* _Exercise requirements_
Taking the records line by line, how many lines contain the word "yaml"? Answer with the number only.

* _Given records_
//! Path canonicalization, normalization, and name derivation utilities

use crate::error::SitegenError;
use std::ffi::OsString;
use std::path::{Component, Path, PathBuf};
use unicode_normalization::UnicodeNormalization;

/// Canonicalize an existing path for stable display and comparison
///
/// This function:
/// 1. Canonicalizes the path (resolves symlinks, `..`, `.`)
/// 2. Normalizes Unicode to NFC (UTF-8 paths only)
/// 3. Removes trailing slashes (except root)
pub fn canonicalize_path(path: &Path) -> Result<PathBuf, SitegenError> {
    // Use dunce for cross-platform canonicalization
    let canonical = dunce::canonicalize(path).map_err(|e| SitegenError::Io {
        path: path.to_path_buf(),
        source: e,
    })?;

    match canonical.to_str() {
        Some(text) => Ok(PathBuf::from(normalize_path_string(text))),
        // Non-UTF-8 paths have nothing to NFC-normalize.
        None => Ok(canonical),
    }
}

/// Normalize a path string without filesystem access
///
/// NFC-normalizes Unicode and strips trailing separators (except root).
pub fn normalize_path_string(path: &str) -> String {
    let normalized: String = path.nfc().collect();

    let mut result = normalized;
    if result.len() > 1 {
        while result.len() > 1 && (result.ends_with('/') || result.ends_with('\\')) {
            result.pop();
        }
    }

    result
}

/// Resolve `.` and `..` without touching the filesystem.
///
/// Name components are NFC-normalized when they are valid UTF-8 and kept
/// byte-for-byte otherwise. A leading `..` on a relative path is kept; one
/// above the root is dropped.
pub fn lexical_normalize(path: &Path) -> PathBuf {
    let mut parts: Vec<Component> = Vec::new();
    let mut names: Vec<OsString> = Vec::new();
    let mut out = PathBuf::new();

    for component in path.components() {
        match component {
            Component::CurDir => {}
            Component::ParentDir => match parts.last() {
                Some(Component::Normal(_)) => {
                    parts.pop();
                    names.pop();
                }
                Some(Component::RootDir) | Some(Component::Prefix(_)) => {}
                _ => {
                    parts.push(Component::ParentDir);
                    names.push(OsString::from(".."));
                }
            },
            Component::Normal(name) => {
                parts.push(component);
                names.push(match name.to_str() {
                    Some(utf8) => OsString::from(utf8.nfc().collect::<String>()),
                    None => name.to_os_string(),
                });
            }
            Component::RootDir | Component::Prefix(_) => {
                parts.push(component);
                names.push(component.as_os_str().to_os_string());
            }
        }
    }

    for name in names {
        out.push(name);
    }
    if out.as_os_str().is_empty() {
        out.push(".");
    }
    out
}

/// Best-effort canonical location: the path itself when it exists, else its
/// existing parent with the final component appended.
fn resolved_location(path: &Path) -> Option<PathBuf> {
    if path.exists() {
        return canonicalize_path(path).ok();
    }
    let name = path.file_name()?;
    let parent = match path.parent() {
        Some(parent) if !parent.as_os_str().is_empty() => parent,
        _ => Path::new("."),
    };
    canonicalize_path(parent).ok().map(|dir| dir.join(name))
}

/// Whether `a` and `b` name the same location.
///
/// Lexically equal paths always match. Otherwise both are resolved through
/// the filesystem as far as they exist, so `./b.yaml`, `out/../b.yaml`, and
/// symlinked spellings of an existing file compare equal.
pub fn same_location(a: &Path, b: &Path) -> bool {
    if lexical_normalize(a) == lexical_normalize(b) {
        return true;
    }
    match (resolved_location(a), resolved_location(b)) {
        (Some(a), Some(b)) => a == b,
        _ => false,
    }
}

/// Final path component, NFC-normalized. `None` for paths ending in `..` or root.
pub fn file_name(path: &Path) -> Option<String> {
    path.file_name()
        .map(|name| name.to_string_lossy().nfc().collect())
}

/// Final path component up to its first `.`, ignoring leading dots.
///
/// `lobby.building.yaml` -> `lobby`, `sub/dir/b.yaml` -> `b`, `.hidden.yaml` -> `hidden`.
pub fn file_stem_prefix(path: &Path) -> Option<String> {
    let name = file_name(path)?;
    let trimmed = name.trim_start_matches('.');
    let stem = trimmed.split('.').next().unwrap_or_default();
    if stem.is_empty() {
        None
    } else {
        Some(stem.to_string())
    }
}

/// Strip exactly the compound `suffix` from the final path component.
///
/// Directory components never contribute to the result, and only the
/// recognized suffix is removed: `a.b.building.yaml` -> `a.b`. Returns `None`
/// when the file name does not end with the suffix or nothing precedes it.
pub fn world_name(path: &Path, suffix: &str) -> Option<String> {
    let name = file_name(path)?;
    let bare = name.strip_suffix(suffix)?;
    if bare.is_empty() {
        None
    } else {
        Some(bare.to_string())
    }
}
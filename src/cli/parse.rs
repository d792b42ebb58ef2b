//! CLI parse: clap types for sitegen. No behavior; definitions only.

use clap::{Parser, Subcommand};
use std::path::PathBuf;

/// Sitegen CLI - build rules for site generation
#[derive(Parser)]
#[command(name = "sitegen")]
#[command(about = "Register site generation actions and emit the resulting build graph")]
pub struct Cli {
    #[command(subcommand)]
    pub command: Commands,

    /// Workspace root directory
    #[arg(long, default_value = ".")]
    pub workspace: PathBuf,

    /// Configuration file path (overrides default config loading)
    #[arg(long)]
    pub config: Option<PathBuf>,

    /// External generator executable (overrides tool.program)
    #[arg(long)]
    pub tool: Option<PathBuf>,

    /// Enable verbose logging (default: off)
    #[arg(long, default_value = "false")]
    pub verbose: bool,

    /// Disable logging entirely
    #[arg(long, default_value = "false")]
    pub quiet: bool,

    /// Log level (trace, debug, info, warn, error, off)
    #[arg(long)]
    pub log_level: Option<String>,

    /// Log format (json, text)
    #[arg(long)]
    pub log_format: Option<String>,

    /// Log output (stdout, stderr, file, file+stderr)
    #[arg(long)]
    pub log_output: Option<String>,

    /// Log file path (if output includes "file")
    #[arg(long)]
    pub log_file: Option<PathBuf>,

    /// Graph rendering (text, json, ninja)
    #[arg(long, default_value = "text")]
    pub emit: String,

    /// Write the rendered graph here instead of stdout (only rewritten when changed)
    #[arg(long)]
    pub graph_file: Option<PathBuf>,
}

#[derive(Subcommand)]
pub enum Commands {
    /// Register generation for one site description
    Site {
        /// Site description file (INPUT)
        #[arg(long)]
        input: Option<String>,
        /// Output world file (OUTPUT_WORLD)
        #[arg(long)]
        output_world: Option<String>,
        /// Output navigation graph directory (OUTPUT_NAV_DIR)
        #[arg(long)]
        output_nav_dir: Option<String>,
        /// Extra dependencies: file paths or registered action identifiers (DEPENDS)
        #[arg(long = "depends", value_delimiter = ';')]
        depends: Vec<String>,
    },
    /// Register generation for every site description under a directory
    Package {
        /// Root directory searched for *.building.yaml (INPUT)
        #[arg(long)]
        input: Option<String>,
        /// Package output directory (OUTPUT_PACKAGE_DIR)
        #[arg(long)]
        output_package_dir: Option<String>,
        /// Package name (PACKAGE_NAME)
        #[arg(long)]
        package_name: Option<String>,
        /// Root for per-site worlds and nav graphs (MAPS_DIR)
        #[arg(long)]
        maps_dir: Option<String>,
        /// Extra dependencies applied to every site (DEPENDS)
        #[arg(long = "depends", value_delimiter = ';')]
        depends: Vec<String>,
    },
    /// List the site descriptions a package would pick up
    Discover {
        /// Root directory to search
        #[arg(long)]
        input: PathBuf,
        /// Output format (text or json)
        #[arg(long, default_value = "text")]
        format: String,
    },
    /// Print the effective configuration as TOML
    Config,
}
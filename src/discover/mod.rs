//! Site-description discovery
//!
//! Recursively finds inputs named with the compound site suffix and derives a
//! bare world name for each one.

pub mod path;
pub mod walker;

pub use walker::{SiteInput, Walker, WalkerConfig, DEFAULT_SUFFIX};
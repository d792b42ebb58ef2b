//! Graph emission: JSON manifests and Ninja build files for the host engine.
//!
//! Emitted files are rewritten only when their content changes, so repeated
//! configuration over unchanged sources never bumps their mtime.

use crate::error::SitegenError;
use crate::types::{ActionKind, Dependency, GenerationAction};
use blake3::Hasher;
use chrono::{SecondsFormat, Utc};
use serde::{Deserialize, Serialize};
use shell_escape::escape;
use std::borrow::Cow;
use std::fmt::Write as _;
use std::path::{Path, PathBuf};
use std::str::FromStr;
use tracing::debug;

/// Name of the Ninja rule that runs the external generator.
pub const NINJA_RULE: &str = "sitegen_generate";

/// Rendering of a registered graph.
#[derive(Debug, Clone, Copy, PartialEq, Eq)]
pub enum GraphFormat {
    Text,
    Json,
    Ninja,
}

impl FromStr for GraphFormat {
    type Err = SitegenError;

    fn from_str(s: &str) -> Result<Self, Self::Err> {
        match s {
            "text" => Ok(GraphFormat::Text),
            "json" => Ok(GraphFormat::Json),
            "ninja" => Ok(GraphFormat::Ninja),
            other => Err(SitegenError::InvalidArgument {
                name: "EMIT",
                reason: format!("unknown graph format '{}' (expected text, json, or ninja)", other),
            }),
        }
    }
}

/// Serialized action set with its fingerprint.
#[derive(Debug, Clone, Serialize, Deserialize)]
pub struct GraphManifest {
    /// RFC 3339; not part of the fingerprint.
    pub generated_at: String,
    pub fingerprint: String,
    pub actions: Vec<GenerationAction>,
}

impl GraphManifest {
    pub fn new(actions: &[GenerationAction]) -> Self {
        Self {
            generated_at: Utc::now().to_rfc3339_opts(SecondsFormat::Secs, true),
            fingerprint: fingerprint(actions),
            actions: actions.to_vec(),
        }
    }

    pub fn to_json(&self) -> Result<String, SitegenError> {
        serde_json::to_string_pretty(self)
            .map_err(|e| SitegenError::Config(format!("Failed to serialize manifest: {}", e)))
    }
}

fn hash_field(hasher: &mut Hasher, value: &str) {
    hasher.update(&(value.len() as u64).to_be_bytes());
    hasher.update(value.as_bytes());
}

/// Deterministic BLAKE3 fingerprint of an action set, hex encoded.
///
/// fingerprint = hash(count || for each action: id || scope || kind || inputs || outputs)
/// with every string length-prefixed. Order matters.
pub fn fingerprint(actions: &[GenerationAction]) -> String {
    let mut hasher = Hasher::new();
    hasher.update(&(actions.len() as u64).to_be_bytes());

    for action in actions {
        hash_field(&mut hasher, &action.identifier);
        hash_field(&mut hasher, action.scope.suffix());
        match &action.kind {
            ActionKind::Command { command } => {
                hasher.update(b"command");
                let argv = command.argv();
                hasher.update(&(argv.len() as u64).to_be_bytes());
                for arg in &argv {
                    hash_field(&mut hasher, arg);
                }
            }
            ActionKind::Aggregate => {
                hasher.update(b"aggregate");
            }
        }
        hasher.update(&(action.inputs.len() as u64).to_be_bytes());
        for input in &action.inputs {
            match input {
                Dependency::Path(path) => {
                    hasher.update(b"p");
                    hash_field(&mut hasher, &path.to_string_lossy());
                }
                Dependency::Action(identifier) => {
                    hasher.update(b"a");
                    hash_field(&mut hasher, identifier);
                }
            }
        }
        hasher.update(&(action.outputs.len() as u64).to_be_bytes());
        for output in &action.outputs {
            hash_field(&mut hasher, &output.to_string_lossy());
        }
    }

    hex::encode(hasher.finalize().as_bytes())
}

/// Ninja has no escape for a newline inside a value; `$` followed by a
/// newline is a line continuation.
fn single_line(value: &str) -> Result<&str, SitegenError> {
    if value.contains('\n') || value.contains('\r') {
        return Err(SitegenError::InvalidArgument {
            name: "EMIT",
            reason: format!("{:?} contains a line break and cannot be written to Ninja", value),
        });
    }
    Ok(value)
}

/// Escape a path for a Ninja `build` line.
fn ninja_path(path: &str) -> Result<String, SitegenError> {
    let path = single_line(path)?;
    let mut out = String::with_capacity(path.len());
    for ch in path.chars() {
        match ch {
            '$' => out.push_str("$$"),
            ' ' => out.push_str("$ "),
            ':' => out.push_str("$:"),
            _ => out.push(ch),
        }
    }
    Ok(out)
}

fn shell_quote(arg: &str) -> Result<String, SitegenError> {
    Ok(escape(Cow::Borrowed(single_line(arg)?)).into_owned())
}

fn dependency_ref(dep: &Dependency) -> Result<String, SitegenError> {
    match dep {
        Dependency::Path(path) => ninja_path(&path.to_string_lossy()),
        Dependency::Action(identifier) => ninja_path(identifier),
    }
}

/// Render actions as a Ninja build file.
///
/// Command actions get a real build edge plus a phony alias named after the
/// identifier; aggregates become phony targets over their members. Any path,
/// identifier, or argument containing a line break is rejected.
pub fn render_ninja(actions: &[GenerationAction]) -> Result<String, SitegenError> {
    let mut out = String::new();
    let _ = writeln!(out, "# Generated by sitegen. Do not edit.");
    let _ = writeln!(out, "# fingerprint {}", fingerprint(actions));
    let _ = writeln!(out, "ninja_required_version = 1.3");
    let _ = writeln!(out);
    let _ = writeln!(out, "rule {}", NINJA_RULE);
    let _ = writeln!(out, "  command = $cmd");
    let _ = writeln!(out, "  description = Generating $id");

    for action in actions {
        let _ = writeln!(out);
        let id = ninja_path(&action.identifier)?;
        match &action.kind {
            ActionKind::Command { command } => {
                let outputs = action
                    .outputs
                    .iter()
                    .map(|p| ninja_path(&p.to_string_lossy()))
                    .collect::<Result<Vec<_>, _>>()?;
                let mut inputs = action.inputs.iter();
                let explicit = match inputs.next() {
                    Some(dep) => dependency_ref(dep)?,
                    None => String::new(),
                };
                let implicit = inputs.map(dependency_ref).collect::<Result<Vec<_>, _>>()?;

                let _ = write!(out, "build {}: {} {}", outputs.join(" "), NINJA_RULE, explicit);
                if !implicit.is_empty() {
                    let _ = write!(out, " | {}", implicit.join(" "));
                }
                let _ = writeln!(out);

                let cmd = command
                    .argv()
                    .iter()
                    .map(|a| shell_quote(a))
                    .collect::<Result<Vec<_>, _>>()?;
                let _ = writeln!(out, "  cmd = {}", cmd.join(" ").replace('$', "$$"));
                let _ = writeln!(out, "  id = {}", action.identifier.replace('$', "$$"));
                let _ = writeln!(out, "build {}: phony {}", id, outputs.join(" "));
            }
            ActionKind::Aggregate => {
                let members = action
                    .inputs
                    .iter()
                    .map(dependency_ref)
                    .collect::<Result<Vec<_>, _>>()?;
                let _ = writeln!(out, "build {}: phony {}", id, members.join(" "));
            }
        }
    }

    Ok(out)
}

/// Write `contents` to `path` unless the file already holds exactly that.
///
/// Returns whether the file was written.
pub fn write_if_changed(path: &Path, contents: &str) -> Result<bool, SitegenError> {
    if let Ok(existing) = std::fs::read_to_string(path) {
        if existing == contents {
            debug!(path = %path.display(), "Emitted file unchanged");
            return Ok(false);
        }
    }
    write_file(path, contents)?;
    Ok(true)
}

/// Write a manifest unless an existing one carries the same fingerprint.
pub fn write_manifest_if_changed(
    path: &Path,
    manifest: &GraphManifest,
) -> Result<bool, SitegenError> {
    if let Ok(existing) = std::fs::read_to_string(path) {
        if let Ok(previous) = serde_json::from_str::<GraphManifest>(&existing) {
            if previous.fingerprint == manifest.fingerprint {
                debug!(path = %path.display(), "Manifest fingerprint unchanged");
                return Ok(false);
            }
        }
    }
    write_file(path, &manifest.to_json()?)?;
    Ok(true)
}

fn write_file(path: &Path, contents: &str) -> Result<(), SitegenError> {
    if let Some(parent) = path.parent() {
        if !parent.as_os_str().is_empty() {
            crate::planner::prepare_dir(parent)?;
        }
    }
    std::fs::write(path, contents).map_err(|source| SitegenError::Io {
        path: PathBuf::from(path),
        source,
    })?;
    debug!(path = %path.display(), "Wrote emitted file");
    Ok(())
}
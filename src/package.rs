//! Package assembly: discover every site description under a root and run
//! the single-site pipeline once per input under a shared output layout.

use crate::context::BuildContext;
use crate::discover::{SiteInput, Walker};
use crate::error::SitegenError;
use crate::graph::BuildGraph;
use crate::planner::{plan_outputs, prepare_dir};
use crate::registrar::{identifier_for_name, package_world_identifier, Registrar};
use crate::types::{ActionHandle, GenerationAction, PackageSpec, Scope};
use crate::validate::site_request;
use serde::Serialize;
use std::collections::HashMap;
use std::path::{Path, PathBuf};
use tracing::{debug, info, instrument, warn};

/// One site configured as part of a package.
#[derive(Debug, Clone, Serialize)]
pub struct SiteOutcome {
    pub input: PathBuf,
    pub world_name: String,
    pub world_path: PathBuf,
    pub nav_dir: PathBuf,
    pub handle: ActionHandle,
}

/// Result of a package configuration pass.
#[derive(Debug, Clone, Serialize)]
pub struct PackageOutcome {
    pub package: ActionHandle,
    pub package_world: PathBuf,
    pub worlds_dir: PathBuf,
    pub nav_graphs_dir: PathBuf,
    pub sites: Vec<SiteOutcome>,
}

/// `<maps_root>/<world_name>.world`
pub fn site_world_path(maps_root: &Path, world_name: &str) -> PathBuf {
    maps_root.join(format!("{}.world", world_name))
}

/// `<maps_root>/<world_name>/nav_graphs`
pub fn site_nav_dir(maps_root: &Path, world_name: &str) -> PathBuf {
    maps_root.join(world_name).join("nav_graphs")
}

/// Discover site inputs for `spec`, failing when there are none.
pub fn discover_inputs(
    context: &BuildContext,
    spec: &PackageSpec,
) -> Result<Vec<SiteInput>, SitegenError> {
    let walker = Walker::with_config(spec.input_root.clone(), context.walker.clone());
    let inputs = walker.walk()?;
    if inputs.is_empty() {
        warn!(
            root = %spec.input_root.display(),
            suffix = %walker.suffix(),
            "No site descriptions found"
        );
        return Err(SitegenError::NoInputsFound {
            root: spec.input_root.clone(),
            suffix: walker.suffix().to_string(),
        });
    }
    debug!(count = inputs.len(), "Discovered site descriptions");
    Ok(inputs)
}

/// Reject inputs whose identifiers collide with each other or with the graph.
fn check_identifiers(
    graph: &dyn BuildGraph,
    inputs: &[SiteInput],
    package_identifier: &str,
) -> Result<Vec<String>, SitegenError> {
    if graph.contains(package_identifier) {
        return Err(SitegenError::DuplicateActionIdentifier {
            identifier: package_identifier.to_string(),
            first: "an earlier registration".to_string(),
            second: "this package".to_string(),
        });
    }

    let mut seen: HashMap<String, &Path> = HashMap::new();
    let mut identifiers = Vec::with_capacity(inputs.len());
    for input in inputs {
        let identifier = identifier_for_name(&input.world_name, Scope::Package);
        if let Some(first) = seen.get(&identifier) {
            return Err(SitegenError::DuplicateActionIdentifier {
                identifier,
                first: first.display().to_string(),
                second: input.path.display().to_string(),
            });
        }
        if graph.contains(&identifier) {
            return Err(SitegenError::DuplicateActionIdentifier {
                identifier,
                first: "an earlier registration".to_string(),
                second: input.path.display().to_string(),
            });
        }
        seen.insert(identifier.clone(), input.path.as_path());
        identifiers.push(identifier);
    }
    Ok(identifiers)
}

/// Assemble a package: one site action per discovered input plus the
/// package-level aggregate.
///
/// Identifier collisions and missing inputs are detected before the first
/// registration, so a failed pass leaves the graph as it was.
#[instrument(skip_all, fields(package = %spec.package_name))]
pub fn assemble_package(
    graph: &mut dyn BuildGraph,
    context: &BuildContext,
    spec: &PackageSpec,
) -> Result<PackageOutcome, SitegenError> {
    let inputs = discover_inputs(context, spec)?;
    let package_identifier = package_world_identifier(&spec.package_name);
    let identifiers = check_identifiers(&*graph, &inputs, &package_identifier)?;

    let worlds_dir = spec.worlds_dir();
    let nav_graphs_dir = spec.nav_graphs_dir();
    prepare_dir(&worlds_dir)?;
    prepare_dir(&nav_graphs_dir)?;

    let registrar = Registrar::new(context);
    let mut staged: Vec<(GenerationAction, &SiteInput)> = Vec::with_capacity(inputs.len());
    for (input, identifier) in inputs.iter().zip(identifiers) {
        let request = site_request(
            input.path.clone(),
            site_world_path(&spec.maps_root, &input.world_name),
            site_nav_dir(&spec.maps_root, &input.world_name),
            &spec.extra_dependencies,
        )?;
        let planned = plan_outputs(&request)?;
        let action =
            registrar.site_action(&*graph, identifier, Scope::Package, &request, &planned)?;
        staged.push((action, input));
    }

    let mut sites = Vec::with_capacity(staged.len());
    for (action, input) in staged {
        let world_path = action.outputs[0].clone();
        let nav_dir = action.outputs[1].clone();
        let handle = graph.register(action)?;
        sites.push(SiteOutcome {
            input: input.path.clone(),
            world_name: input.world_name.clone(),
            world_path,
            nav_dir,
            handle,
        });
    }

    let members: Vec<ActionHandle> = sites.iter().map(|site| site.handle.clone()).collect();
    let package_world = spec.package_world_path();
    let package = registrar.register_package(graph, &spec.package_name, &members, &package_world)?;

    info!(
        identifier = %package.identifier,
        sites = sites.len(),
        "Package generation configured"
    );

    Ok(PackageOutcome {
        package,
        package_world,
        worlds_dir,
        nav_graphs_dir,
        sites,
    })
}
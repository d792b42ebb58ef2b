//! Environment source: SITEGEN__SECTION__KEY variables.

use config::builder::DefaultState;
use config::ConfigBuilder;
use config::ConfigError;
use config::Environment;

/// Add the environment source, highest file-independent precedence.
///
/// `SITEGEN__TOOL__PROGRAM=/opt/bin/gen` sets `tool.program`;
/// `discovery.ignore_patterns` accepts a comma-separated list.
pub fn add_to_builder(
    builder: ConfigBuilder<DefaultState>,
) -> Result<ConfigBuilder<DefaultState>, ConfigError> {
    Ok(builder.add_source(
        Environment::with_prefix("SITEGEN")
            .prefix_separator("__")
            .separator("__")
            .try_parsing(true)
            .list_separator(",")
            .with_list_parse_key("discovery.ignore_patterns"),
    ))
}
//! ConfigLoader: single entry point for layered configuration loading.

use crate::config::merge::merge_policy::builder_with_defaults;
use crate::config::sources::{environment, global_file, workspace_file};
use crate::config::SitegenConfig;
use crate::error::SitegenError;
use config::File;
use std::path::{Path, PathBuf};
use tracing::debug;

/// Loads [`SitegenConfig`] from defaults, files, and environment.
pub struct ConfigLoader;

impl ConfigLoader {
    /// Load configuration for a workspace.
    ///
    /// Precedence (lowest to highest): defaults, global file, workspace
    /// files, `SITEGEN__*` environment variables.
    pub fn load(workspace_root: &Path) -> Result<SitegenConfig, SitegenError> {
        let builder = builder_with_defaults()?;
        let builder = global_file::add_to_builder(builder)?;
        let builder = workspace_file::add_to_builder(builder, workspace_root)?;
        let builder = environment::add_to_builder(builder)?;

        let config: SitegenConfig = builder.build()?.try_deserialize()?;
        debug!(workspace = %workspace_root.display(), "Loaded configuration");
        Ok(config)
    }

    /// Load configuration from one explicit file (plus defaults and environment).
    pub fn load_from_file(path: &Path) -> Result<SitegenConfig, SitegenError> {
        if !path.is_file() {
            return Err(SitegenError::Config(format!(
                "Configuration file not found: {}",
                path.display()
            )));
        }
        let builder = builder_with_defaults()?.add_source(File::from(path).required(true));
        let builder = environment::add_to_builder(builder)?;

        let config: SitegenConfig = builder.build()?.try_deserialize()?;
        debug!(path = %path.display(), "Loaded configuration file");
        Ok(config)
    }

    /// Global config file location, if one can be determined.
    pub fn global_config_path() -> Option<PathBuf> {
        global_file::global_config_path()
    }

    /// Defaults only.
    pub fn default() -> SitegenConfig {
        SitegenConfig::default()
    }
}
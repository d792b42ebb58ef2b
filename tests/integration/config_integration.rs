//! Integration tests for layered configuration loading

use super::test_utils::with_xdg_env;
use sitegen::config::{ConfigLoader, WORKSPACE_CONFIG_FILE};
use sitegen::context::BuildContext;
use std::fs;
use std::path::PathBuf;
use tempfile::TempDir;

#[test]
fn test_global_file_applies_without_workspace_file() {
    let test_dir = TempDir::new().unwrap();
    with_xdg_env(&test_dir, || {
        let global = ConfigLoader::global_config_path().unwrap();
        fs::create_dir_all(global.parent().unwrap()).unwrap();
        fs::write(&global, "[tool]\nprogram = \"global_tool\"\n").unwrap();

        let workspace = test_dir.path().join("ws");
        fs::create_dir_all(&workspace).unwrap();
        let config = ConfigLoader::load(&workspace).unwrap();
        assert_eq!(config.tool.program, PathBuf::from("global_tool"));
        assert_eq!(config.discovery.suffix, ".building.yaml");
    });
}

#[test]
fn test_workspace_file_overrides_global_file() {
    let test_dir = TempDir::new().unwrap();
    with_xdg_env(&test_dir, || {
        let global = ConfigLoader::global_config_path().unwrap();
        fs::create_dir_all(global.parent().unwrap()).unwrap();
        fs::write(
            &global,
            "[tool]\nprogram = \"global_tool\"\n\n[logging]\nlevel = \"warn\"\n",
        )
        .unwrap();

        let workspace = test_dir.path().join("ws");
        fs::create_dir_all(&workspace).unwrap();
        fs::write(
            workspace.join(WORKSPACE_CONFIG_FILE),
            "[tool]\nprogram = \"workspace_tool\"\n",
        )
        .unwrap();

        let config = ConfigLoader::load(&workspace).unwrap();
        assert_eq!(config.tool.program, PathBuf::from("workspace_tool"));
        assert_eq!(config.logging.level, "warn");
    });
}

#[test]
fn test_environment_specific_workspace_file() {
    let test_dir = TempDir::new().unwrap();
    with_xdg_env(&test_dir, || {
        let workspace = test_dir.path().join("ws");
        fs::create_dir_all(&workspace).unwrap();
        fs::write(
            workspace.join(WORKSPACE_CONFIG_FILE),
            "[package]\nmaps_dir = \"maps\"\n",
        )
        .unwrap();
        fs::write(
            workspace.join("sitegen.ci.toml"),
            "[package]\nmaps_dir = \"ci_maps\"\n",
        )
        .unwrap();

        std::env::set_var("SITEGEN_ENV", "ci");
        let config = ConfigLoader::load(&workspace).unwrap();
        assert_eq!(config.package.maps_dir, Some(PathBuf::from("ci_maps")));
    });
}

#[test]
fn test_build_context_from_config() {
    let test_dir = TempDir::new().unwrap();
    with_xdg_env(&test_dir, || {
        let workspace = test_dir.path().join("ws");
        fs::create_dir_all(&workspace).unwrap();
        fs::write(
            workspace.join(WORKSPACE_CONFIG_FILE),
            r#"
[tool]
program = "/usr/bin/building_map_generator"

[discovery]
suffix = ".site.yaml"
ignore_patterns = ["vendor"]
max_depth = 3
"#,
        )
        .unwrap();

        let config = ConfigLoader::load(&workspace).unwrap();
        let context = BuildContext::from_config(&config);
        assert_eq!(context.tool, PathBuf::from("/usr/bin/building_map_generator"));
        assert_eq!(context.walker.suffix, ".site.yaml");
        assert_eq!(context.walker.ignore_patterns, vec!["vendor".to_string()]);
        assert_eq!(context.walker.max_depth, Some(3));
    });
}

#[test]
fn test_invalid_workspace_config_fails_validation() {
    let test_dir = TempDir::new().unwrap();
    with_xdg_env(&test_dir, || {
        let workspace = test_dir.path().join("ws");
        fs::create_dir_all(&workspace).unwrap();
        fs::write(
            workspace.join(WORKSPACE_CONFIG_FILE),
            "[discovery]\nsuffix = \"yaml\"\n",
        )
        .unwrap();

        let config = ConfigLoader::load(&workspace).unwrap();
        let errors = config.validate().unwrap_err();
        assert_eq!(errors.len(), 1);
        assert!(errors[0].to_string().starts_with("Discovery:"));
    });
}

* _Response area_
8